**YOUR GOAL**. In the listing below, find each line containing "crate" and report it.
DATA START
// common.rs — console printing shared by every crate
//
// com_printf / com_dprintf / com_warning go through the `log` facade so the
// embedding program picks the sink. A redirect buffer can capture output
// instead, which is how callers (and tests) collect the text of one operation.

use std::cell::RefCell;

thread_local! {
    static RD_BUFFER: RefCell<Option<String>> = const { RefCell::new(None) };
}

// ============================================================
// Redirect buffer
// ============================================================

/// Begin redirecting printed output on this thread into a buffer.
pub fn com_begin_redirect() {
    RD_BUFFER.with(|b| *b.borrow_mut() = Some(String::new()));
}

/// End the redirect and return whatever was captured.
pub fn com_end_redirect() -> Option<String> {
    RD_BUFFER.with(|b| b.borrow_mut().take())
}

/// Appends to the redirect buffer. Returns false when no redirect is active.
fn redirect(msg: &str) -> bool {
    RD_BUFFER.with(|b| match b.borrow_mut().as_mut() {
        Some(s) => {
            s.push_str(msg);
            true
        }
        None => false,
    })
}

// ============================================================
// Com_Printf / Com_DPrintf / Com_Warning
// ============================================================

/// General-purpose print.
pub fn com_printf(msg: &str) {
    if redirect(msg) {
        return;
    }
    log::info!("{}", msg.trim_end());
}

/// Developer-only print, gated on the "developer" cvar.
pub fn com_dprintf(msg: &str) {
    if crate::cvar::cvar_variable_value("developer") == 0.0 {
        return;
    }
    if redirect(msg) {
        return;
    }
    log::debug!("{}", msg.trim_end());
}

/// Report a recoverable anomaly, such as a malformed level reference.
pub fn com_warning(msg: &str) {
    if redirect(&format!("WARNING: {}", msg)) {
        return;
    }
    log::warn!("{}", msg.trim_end());
}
DATA END
**OUTPUT OF THE EXERCISE**.
// common.rs — console printing shared by every crate
    if crate::cvar::cvar_variable_value("developer") == 0.0 {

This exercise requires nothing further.